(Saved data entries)
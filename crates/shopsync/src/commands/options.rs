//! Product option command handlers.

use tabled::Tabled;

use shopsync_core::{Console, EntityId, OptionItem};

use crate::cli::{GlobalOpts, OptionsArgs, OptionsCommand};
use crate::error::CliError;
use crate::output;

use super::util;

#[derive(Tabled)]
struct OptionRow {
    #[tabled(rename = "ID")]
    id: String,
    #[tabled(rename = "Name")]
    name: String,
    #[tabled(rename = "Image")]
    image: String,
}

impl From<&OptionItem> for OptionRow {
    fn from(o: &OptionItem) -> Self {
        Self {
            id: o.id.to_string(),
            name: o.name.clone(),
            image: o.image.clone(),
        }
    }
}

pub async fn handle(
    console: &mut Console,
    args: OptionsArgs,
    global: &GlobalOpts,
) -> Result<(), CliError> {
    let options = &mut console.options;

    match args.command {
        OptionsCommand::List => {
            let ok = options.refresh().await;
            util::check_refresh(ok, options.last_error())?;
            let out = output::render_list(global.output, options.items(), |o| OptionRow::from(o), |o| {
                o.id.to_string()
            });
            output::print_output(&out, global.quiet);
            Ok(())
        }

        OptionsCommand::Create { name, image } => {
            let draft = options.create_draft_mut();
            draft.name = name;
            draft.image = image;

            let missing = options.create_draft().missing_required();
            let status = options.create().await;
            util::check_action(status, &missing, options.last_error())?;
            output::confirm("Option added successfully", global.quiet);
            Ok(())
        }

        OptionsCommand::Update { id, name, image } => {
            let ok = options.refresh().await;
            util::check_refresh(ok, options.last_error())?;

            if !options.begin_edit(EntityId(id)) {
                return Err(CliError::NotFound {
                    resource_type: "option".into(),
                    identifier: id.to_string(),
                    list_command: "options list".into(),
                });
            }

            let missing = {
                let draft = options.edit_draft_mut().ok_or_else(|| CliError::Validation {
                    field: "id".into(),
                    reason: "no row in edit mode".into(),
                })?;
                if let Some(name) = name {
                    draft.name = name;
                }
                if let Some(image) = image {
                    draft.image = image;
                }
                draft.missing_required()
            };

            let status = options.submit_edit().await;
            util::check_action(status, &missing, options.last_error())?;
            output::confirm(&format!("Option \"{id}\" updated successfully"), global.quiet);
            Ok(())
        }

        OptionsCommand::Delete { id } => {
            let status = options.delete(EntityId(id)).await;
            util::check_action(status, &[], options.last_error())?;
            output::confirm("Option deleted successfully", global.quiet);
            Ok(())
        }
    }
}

Work to be completed. Return the lines from the one containing "let status = options.delete(EntityId(id)).await;" through the last line of the records. Include both ends and nothing else.

Result of this task.
            let status = options.delete(EntityId(id)).await;
            util::check_action(status, &[], options.last_error())?;
            output::confirm("Option deleted successfully", global.quiet);
            Ok(())
        }
    }
}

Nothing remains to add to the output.